Sometimes when people hear "play," they automatically think of something that takes no planning or preparation, but, at St. Timothy’s, play has three dimensions in our curriculum.
- First, "play as action."
- Second, "play as structure."
- And third, "play as place."
This is very intentional. We believe the most effective education occurs when children are engaged, excited and motivated by a view of learning designed specifically for children under 10 years old. And that takes a lot of thought and planning!
But how do we explain the importance of playful learning and child-centered classrooms to adults, who no longer remember what it was like to be a child, but are still committed to ensuring their children become academically strong students as effectively as possible? And how is it done in a society that downplays the unique needs young children have?
A simple example would be to compare two activities: Completing a page of math problems (traditionally, seen as rigorous) and playing a game that requires the same algebraic thinking skills.
The second "play-based" activity will not only quickly lead a child to independent learning, but will allow opportunity to increase the difficulty of the task and the student’s stamina, without increasing anxiety or fear of failure in the child. This can be called the “play as action” approach or making learning fun!
Parents might ask, “Isn’t play during school frivolous?”
Playful structure invites teachers and parents and children to initiate and maintain a degree of playfulness in the child’s whole learning experience. Thus, playfulness becomes characteristic of the interaction between adult and child.
Perhaps a better way to describe the dichotomy is to think of “play-time versus task-time." Play converts a task to fun. For example, laying or clearing the table is much more fun when the child is the waiter and the parents are guests at the restaurant (the dinner table). Next time you need a small child to stand still, ask them to pretend to be a soldier on guard. Or, if you need a child to really listen, put a sock on your hand and let your "sock hand" do the talking.
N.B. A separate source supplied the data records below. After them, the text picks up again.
//! Core types used throughout the Mirage library.
//!
//! - [`BrandDescriptor`] - extracted visual identity
//! - [`ScrapedPage`] - raw page content from the scraping provider
//! - [`ReplicaArtifact`] - generated HTML/CSS with preview
//! - [`ComparisonResult`] - similarity between two descriptors

pub mod brand;
pub mod comparison;
pub mod page;
pub mod replica;

pub use brand::{BrandButtons, BrandColors, BrandDescriptor, BrandSpacing, BrandTypography, ButtonStyle};
pub use comparison::{BrandComparison, ComparisonResult};
pub use page::ScrapedPage;
pub use replica::{ComponentType, ReplicaArtifact, Replication, TemplateApplication, TemplateType};
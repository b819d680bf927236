use clap::{Parser, Subcommand, ValueEnum};
use std::path::PathBuf;

#[derive(Parser)]
#[command(name = "mirage")]
#[command(
    version,
    about = "Mirage - extract a website's brand identity and generate matching HTML/CSS",
    long_about = "Mirage\n\nModes:\n- serve: run the MCP tool server over stdin/stdout (default).\n- tools: print the tool catalogue with input schemas.\n- call: invoke a single tool once and print its JSON result.\n\nCredentials come from FIRECRAWL_API_KEY and GOOGLE_API_KEY (or the config file)."
)]
#[command(propagate_version = true)]
pub struct Cli {
    #[command(subcommand)]
    pub command: Option<Commands>,

    #[arg(long, global = true, help = "Enable debug logging on stderr")]
    pub verbose: bool,

    #[arg(
        long,
        global = true,
        value_name = "PATH",
        help = "Config file (TOML); defaults to ~/.config/mirage/config.toml when present"
    )]
    pub config: Option<PathBuf>,
}

#[derive(Subcommand, Clone, Default)]
pub enum Commands {
    /// Serve the MCP tools over stdio
    #[default]
    Serve,

    /// Print the tool catalogue
    Tools {
        #[arg(long, value_enum, default_value = "pretty", help = "Output format")]
        format: OutputFormat,
    },

    /// Invoke one tool and print its result
    Call {
        #[arg(help = "Tool name (extract_brand, generate_replica, replicate_website, compare_brands, apply_brand_to_template)")]
        tool: String,

        #[arg(
            long,
            value_name = "JSON",
            default_value = "{}",
            conflicts_with = "args_file",
            help = "Tool arguments as a JSON object"
        )]
        args: String,

        #[arg(long, value_name = "PATH", help = "Read tool arguments from a JSON file")]
        args_file: Option<PathBuf>,

        #[arg(long, value_enum, default_value = "json", help = "Output format")]
        format: OutputFormat,

        #[arg(long, short, help = "Output file path (stdout if omitted)")]
        output: Option<PathBuf>,
    },
}

#[derive(Clone, Copy, Debug, ValueEnum, Default, PartialEq, Eq)]
pub enum OutputFormat {
    #[default]
    Json,
    Pretty,
}

pub fn parse() -> Cli {
    Cli::parse()
}
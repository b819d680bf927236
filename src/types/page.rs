use serde::{Deserialize, Serialize};

/// Content returned by the scraping provider for one URL.
#[derive(Debug, Clone, Default, PartialEq, Serialize, Deserialize)]
#[serde(rename_all = "camelCase")]
pub struct ScrapedPage {
    pub url: String,
    #[serde(default, skip_serializing_if = "Option::is_none")]
    pub markdown: Option<String>,
    #[serde(default, skip_serializing_if = "Option::is_none")]
    pub html: Option<String>,
    /// Screenshot URL (or data URL) when one was requested
    #[serde(default, skip_serializing_if = "Option::is_none")]
    pub screenshot: Option<String>,
    #[serde(default, skip_serializing_if = "Option::is_none")]
    pub title: Option<String>,
    #[serde(default, skip_serializing_if = "Option::is_none")]
    pub description: Option<String>,
}

impl ScrapedPage {
    pub fn has_content(&self) -> bool {
        let non_blank = |s: &Option<String>| s.as_deref().is_some_and(|v| !v.trim().is_empty());
        non_blank(&self.markdown) || non_blank(&self.html)
    }
}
Children can learn while at play through their own experience, through their interaction with peers and through their interactions with adults. But they also need time to engage in this unstructured play, which is why we have two to three recess times a day for our students and plan "talk breaks” for our elementary students thought their day as well. The idea is that play provides a context for learning.
Lastly, play as place provides a natural, comfortable setting for children to develop.
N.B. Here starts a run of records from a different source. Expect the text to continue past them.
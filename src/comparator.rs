use palette::{convert::FromColorUnclamped, Lab, Srgb};
use std::collections::BTreeSet;

use crate::error::Result;
use crate::types::{BrandDescriptor, ComparisonResult};

/// Euclidean distance between black and white in 8-bit RGB space.
const MAX_RGB_DISTANCE: f64 = 441.672_955_930_064;

/// Compares two brand descriptors without any external calls.
#[derive(Debug, Clone, Copy)]
pub struct BrandComparator {
    /// Lab distance at which two palette colors stop counting as a match.
    pub delta_e_tolerance: f32,
}

impl Default for BrandComparator {
    fn default() -> Self {
        Self {
            delta_e_tolerance: 25.0,
        }
    }
}

impl BrandComparator {
    pub fn compare(&self, a: &BrandDescriptor, b: &BrandDescriptor) -> Result<ComparisonResult> {
        a.validate()?;
        b.validate()?;

        let heading_a = normalize_font(&a.typography.headings);
        let heading_b = normalize_font(&b.typography.headings);
        let body_a = normalize_font(&a.typography.body);
        let body_b = normalize_font(&b.typography.body);

        let fonts_a: BTreeSet<String> = [heading_a.clone(), body_a.clone()].into();
        let fonts_b: BTreeSet<String> = [heading_b.clone(), body_b.clone()].into();
        let font_overlap = fonts_a.intersection(&fonts_b).cloned().collect();

        Ok(ComparisonResult {
            color_similarity: color_similarity(&a.colors.primary, &b.colors.primary),
            palette_similarity: self.palette_similarity(a, b),
            typography_match: heading_a == heading_b || body_a == body_b,
            font_overlap,
            differences: differences(a, b),
        })
    }

    fn palette_similarity(&self, a: &BrandDescriptor, b: &BrandDescriptor) -> f64 {
        let list_a = palette_or_primary(a);
        let list_b = palette_or_primary(b);

        let same = list_a.len() == list_b.len()
            && list_a
                .iter()
                .zip(&list_b)
                .all(|(x, y)| same_color_text(x, y));
        if same {
            return 1.0;
        }

        let labs_a: Vec<Lab> = list_a.iter().filter_map(|c| parse_color(c)).map(to_lab).collect();
        let labs_b: Vec<Lab> = list_b.iter().filter_map(|c| parse_color(c)).map(to_lab).collect();
        if labs_a.is_empty() || labs_b.is_empty() {
            return 0.0;
        }

        let forward = best_match_score(&labs_a, &labs_b, self.delta_e_tolerance);
        let backward = best_match_score(&labs_b, &labs_a, self.delta_e_tolerance);
        round3(f64::from((forward + backward) / 2.0))
    }
}

/// Similarity of two colors from their RGB distance, rounded to 3 decimals.
///
/// Equal spellings score 1.0 even when unparseable; other unparseable pairs score 0.0.
pub fn color_similarity(a: &str, b: &str) -> f64 {
    if same_color_text(a, b) {
        return 1.0;
    }
    match (parse_color(a), parse_color(b)) {
        (Some(x), Some(y)) => {
            let dr = f64::from(x.red) - f64::from(y.red);
            let dg = f64::from(x.green) - f64::from(y.green);
            let db = f64::from(x.blue) - f64::from(y.blue);
            let distance = (dr * dr + dg * dg + db * db).sqrt();
            round3(1.0 - distance / MAX_RGB_DISTANCE)
        }
        _ => 0.0,
    }
}

/// Parse `#rgb`, `#rrggbb`, `rgb()/rgba()` or a CSS color name.
pub fn parse_color(value: &str) -> Option<Srgb<u8>> {
    let v = value.trim().to_ascii_lowercase();
    if v.is_empty() {
        return None;
    }

    if let Some(args) = v
        .strip_prefix("rgba(")
        .or_else(|| v.strip_prefix("rgb("))
        .and_then(|rest| rest.strip_suffix(')'))
    {
        let channels: Vec<u8> = args
            .split([',', ' ', '/'])
            .filter(|part| !part.is_empty())
            .take(3)
            .filter_map(|part| part.trim().parse::<f32>().ok())
            .map(|c| c.clamp(0.0, 255.0).round() as u8)
            .collect();
        return match channels[..] {
            [r, g, b] => Some(Srgb::new(r, g, b)),
            _ => None,
        };
    }

    let hex = v.strip_prefix('#').unwrap_or(&v);
    if matches!(hex.len(), 3 | 6) && hex.chars().all(|c| c.is_ascii_hexdigit()) {
        return hex.parse::<Srgb<u8>>().ok();
    }

    palette::named::from_str(&v)
}

fn to_lab(color: Srgb<u8>) -> Lab {
    Lab::from_color_unclamped(color.into_format::<f32>())
}

fn lab_distance(a: Lab, b: Lab) -> f32 {
    let dl = a.l - b.l;
    let da = a.a - b.a;
    let db = a.b - b.b;
    (dl * dl + da * da + db * db).sqrt()
}

fn best_match_score(from: &[Lab], to: &[Lab], tolerance: f32) -> f32 {
    let total: f32 = from
        .iter()
        .map(|lab| {
            let delta = to
                .iter()
                .map(|other| lab_distance(*lab, *other))
                .fold(f32::INFINITY, f32::min);
            1.0 - (delta / tolerance).min(1.0)
        })
        .sum();
    total / from.len() as f32
}

fn palette_or_primary(brand: &BrandDescriptor) -> Vec<String> {
    if brand.colors.palette.is_empty() {
        vec![brand.colors.primary.clone()]
    } else {
        brand.colors.palette.clone()
    }
}

fn same_color_text(a: &str, b: &str) -> bool {
    a.trim().eq_ignore_ascii_case(b.trim())
}

fn normalize_font(font: &str) -> String {
    font.trim()
        .trim_matches(|c| c == '"' || c == '\'')
        .trim()
        .to_lowercase()
}

fn round3(value: f64) -> f64 {
    ((value * 1000.0).round() / 1000.0).clamp(0.0, 1.0)
}

fn differences(a: &BrandDescriptor, b: &BrandDescriptor) -> Vec<String> {
    let mut diffs = Vec::new();

    if !same_color_text(&a.colors.primary, &b.colors.primary) {
        diffs.push(format!(
            "Primary color: {} vs {}",
            a.colors.primary, b.colors.primary
        ));
    }
    if let (Some(x), Some(y)) = (&a.colors.secondary, &b.colors.secondary) {
        if !same_color_text(x, y) {
            diffs.push(format!("Secondary color: {x} vs {y}"));
        }
    }
    if normalize_font(&a.typography.headings) != normalize_font(&b.typography.headings) {
        diffs.push(format!(
            "Heading font: {} vs {}",
            a.typography.headings, b.typography.headings
        ));
    }
    if normalize_font(&a.typography.body) != normalize_font(&b.typography.body) {
        diffs.push(format!(
            "Body font: {} vs {}",
            a.typography.body, b.typography.body
        ));
    }
    if let (Some(x), Some(y)) = (&a.buttons.primary, &b.buttons.primary) {
        if x.border_radius.trim() != y.border_radius.trim() {
            diffs.push(format!(
                "Button radius: {} vs {}",
                x.border_radius, y.border_radius
            ));
        }
    }

    diffs
}
//! MCP surface: the five tools registered as rmcp routes on [`BrandServer`].
//!
//! Argument schemas come from the `JsonSchema` derives in [`super::tools`]. A tool
//! failure is still a successful `tools/call`: the result carries `isError: true`
//! and the error payload as its text content.

use rmcp::handler::server::router::tool::ToolRouter;
use rmcp::handler::server::wrapper::Parameters;
use rmcp::model::{
    CallToolResult, Content, Implementation, ProtocolVersion, ServerCapabilities, ServerInfo,
    Tool,
};
use rmcp::{tool, tool_handler, tool_router, ErrorData as McpError, ServerHandler};
use serde_json::Value;

use super::tools::{
    ApplyTemplateArgs, CompareBrandsArgs, ExtractBrandArgs, GenerateReplicaArgs,
    ReplicateWebsiteArgs, APPLY_BRAND_TO_TEMPLATE, COMPARE_BRANDS, EXTRACT_BRAND,
    GENERATE_REPLICA, REPLICATE_WEBSITE, TOOL_NAMES,
};
use super::{to_json, traced, BrandServer};
use crate::error::ErrorPayload;

pub const SERVER_NAME: &str = "mirage-brandextract";

const INSTRUCTIONS: &str = "Extract a website's brand (colors, typography, spacing, buttons) \
with extract_brand, then generate matching HTML/CSS with generate_replica, or do both with \
replicate_website. compare_brands diffs two sites; apply_brand_to_template fills a fixed layout.";

#[tool_router]
impl BrandServer {
    #[tool(
        name = "extract_brand",
        description = "Extract colors, typography, spacing and button styles from a website"
    )]
    async fn extract_brand_tool(
        &self,
        Parameters(args): Parameters<ExtractBrandArgs>,
    ) -> Result<CallToolResult, McpError> {
        let outcome = traced(EXTRACT_BRAND, async {
            to_json(
                self.extract_brand(&args.url, args.include_screenshots)
                    .await?,
            )
        })
        .await;
        tool_result(outcome)
    }

    #[tool(
        name = "generate_replica",
        description = "Generate an HTML/CSS component styled with extracted brand data"
    )]
    async fn generate_replica_tool(
        &self,
        Parameters(args): Parameters<GenerateReplicaArgs>,
    ) -> Result<CallToolResult, McpError> {
        let outcome = traced(GENERATE_REPLICA, async {
            to_json(
                self.generate_replica(args.brand_data, &args.component_type, &args.customization)
                    .await?,
            )
        })
        .await;
        tool_result(outcome)
    }

    #[tool(
        name = "replicate_website",
        description = "Extract a website's brand and generate a matching component in one step"
    )]
    async fn replicate_website_tool(
        &self,
        Parameters(args): Parameters<ReplicateWebsiteArgs>,
    ) -> Result<CallToolResult, McpError> {
        let outcome = traced(REPLICATE_WEBSITE, async {
            to_json(
                self.replicate_website(&args.url, &args.component_type, &args.customization)
                    .await?,
            )
        })
        .await;
        tool_result(outcome)
    }

    #[tool(
        name = "compare_brands",
        description = "Compare the brand identities of two websites"
    )]
    async fn compare_brands_tool(
        &self,
        Parameters(args): Parameters<CompareBrandsArgs>,
    ) -> Result<CallToolResult, McpError> {
        let outcome = traced(COMPARE_BRANDS, async {
            to_json(self.compare_brands(&args.url1, &args.url2).await?)
        })
        .await;
        tool_result(outcome)
    }

    #[tool(
        name = "apply_brand_to_template",
        description = "Apply a website's brand to a predefined template"
    )]
    async fn apply_brand_to_template_tool(
        &self,
        Parameters(args): Parameters<ApplyTemplateArgs>,
    ) -> Result<CallToolResult, McpError> {
        let outcome = traced(APPLY_BRAND_TO_TEMPLATE, async {
            to_json(
                self.apply_brand_to_template(&args.url, &args.template_type)
                    .await?,
            )
        })
        .await;
        tool_result(outcome)
    }
}

#[tool_handler]
impl ServerHandler for BrandServer {
    fn get_info(&self) -> ServerInfo {
        let mut implementation = Implementation::from_build_env();
        implementation.name = SERVER_NAME.to_string();
        implementation.version = env!("CARGO_PKG_VERSION").to_string();

        let mut info = ServerInfo::default();
        info.protocol_version = ProtocolVersion::V_2024_11_05;
        info.capabilities = ServerCapabilities::builder().enable_tools().build();
        info.server_info = implementation;
        info.instructions = Some(INSTRUCTIONS.to_string());
        info
    }
}

pub(super) fn router() -> ToolRouter<BrandServer> {
    BrandServer::tool_router()
}

/// The published tool catalogue, in [`TOOL_NAMES`] order.
pub fn tool_definitions() -> Vec<Tool> {
    let mut tools = router().list_all();
    tools.sort_by_key(|tool| {
        TOOL_NAMES
            .iter()
            .position(|name| *name == &*tool.name)
            .unwrap_or(TOOL_NAMES.len())
    });
    tools
}

fn tool_result(
    outcome: std::result::Result<Value, ErrorPayload>,
) -> Result<CallToolResult, McpError> {
    let (text, failed) = match &outcome {
        Ok(value) => (serde_json::to_string_pretty(value), false),
        Err(payload) => (serde_json::to_string_pretty(payload), true),
    };
    let content = vec![Content::text(
        text.map_err(|e| McpError::internal_error(e.to_string(), None))?,
    )];
    Ok(if failed {
        CallToolResult::error(content)
    } else {
        CallToolResult::success(content)
    })
}

#[cfg(test)]
mod tests {
    use super::*;

    #[test]
    fn catalogue_lists_every_tool_once_in_order() {
        let names: Vec<String> = tool_definitions()
            .iter()
            .map(|tool| tool.name.to_string())
            .collect();
        assert_eq!(names, TOOL_NAMES.to_vec());
    }

    #[test]
    fn catalogue_schemas_come_from_argument_types() {
        let tools = serde_json::to_value(tool_definitions()).unwrap();
        assert_eq!(tools[0]["inputSchema"]["type"], "object");
        assert_eq!(tools[0]["inputSchema"]["required"][0], "url");
        assert_eq!(tools[3]["inputSchema"]["additionalProperties"], false);
    }

    #[test]
    fn failures_become_error_results_with_payload_text() {
        let payload = crate::MirageError::validation("url is required")
            .to_payload()
            .with_operation(EXTRACT_BRAND);
        let result = tool_result(Err(payload)).unwrap();
        assert_eq!(result.is_error, Some(true));

        let value = serde_json::to_value(&result).unwrap();
        let text = value["content"][0]["text"].as_str().unwrap();
        let payload: Value = serde_json::from_str(text).unwrap();
        assert_eq!(payload["operation"], "extract_brand");
        assert_eq!(payload["category"], "validation");
    }
}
Education is often understood as the sole responsibility of parents and teachers. Reggio Emilia, an educational approach developed after World War II in Italy, identifies a third teacher between child, teacher, and parent: The environment.
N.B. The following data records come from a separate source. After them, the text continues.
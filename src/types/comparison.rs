use serde::{Deserialize, Serialize};
use std::collections::BTreeSet;

use super::brand::BrandDescriptor;

/// Similarity scores and differences between two brand descriptors.
#[derive(Debug, Clone, PartialEq, Serialize, Deserialize)]
#[serde(rename_all = "camelCase")]
pub struct ComparisonResult {
    /// Primary color similarity (0.0 - 1.0)
    pub color_similarity: f64,
    /// Whole-palette similarity in Lab space (0.0 - 1.0)
    pub palette_similarity: f64,
    pub typography_match: bool,
    pub font_overlap: BTreeSet<String>,
    #[serde(default)]
    pub differences: Vec<String>,
}

/// Response of `compare_brands`.
#[derive(Debug, Clone, Serialize, Deserialize)]
#[serde(rename_all = "camelCase")]
pub struct BrandComparison {
    pub site1: BrandDescriptor,
    pub site2: BrandDescriptor,
    pub comparison: ComparisonResult,
}
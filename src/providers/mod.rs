//! External provider clients.
//!
//! The rest of the crate talks to providers only through the [`Scraper`] and
//! [`TextModel`] traits, so orchestration can be exercised without network access.

pub mod firecrawl;
pub mod gemini;

use async_trait::async_trait;
use reqwest::StatusCode;
use serde_json::Value;

use crate::error::Result;
use crate::types::ScrapedPage;

pub use firecrawl::FirecrawlClient;
pub use gemini::GeminiClient;

/// Fetches page content for a URL.
#[async_trait]
pub trait Scraper: Send + Sync {
    /// Scrape `url`, optionally capturing a screenshot.
    ///
    /// Failures are reported as [`crate::MirageError::Fetch`].
    async fn scrape(&self, url: &str, include_screenshot: bool) -> Result<ScrapedPage>;
}

/// Produces a text completion for a prompt.
#[async_trait]
pub trait TextModel: Send + Sync {
    /// Failures are reported as [`crate::MirageError::Model`]; callers attribute
    /// them to a pipeline stage.
    async fn generate(&self, request: &GenerationRequest) -> Result<String>;
}

#[derive(Debug, Clone, Copy, PartialEq, Eq, Default)]
pub enum ResponseFormat {
    #[default]
    Text,
    Json,
}

#[derive(Debug, Clone, PartialEq)]
pub struct GenerationRequest {
    pub system: Option<String>,
    pub prompt: String,
    pub format: ResponseFormat,
}

impl GenerationRequest {
    pub fn text(prompt: impl Into<String>) -> Self {
        Self {
            system: None,
            prompt: prompt.into(),
            format: ResponseFormat::Text,
        }
    }

    pub fn json(prompt: impl Into<String>) -> Self {
        Self {
            format: ResponseFormat::Json,
            ..Self::text(prompt)
        }
    }

    pub fn with_system(mut self, system: impl Into<String>) -> Self {
        self.system = Some(system.into());
        self
    }
}

/// Build an error message from a provider error body, falling back to the status.
pub(crate) fn error_message(
    provider: &str,
    status: StatusCode,
    body: &str,
    retry_after: Option<&str>,
) -> String {
    let fallback = format!("{provider} returned status {}", status.as_u16());
    let parsed = serde_json::from_str::<Value>(body).ok();
    let from_body = parsed.as_ref().and_then(|value| {
        let error = value.get("error")?;
        error
            .as_str()
            .or_else(|| error.get("message").and_then(Value::as_str))
            .map(str::to_owned)
    });

    match (status, retry_after, from_body) {
        (StatusCode::TOO_MANY_REQUESTS, Some(retry), Some(msg)) => {
            format!("{msg} (rate limited, retry after {retry}s)")
        }
        (StatusCode::TOO_MANY_REQUESTS, Some(retry), None) => {
            format!("rate limited by {provider}, retry after {retry}s")
        }
        (StatusCode::TOO_MANY_REQUESTS, None, Some(msg)) => format!("{msg} (rate limited)"),
        (StatusCode::TOO_MANY_REQUESTS, None, None) => format!("rate limited by {provider}"),
        (_, _, Some(msg)) => msg,
        _ => fallback,
    }
}

#[cfg(test)]
mod tests {
    use super::*;

    #[test]
    fn error_message_reads_string_error_field() {
        let msg = error_message(
            "Firecrawl",
            StatusCode::BAD_REQUEST,
            r#"{"success":false,"error":"Invalid URL"}"#,
            None,
        );
        assert_eq!(msg, "Invalid URL");
    }

    #[test]
    fn error_message_reads_nested_error_message() {
        let msg = error_message(
            "Gemini",
            StatusCode::FORBIDDEN,
            r#"{"error":{"code":403,"message":"API key not valid","status":"PERMISSION_DENIED"}}"#,
            None,
        );
        assert_eq!(msg, "API key not valid");
    }

    #[test]
    fn error_message_mentions_retry_after_on_rate_limit() {
        let msg = error_message("Firecrawl", StatusCode::TOO_MANY_REQUESTS, "", Some("30"));
        assert_eq!(msg, "rate limited by Firecrawl, retry after 30s");
    }

    #[test]
    fn error_message_falls_back_to_status() {
        let msg = error_message("Gemini", StatusCode::BAD_GATEWAY, "<html>", None);
        assert_eq!(msg, "Gemini returned status 502");
    }

    #[test]
    fn json_request_keeps_prompt_and_system() {
        let req = GenerationRequest::json("hello").with_system("be terse");
        assert_eq!(req.format, ResponseFormat::Json);
        assert_eq!(req.prompt, "hello");
        assert_eq!(req.system.as_deref(), Some("be terse"));
    }
}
Our classrooms our designed for our students. Ergonomic stools help our youngest students begin to enjoy "seat work." Smart Boards and displays are at the student’s eye level. And resources, which are designed for developing fine motor and cognitive abilities, are available. (Why do so many of us have a poor pencil grip? Because we were asked to hold a thin pencil before we were developmentally ready).
Play as place reminds us that developmental appropriateness is paramount, and less is definitely more. Uncluttered space with fewer, simpler toys (or just taking the batteries out) can make more "space" for play to develop.
Froebel, Montessori, Piaget, all the giants in the child development field, have said that play is central to a child’s development. But, in our modern, busy world, we may need to help parents give themselves permission to let children just play.
Making a special potion out of toothpaste or creature out of a milk carton and pasta may seem like a waste of time or silly, but so much learning is happening. Perhaps for a generation consumed with ensuring they do everything they can for their children, and at times feeling guilty they are not doing enough, letting their children play just seems too easy an option.
But, next time you watch a child engrossed as they order their "stuffies" on the bed or their toy cars on a shelf for the 100th time, know that great academic skill-building is happening, silently and naturally.
We need to do nothing but smile and remember the magic of being a child.
Alison Gammage is the Head of Lower School at St. Timothy's School in Raleigh. Gamage, a native of the United Kingdom, studied theology at Oxford and then went on to complete a master's degree in education, followed by a master's degree in special education in the United States. She served as a teacher and administrator at schools in Washington, D.C., before moving to Raleigh to join St. Timothy's.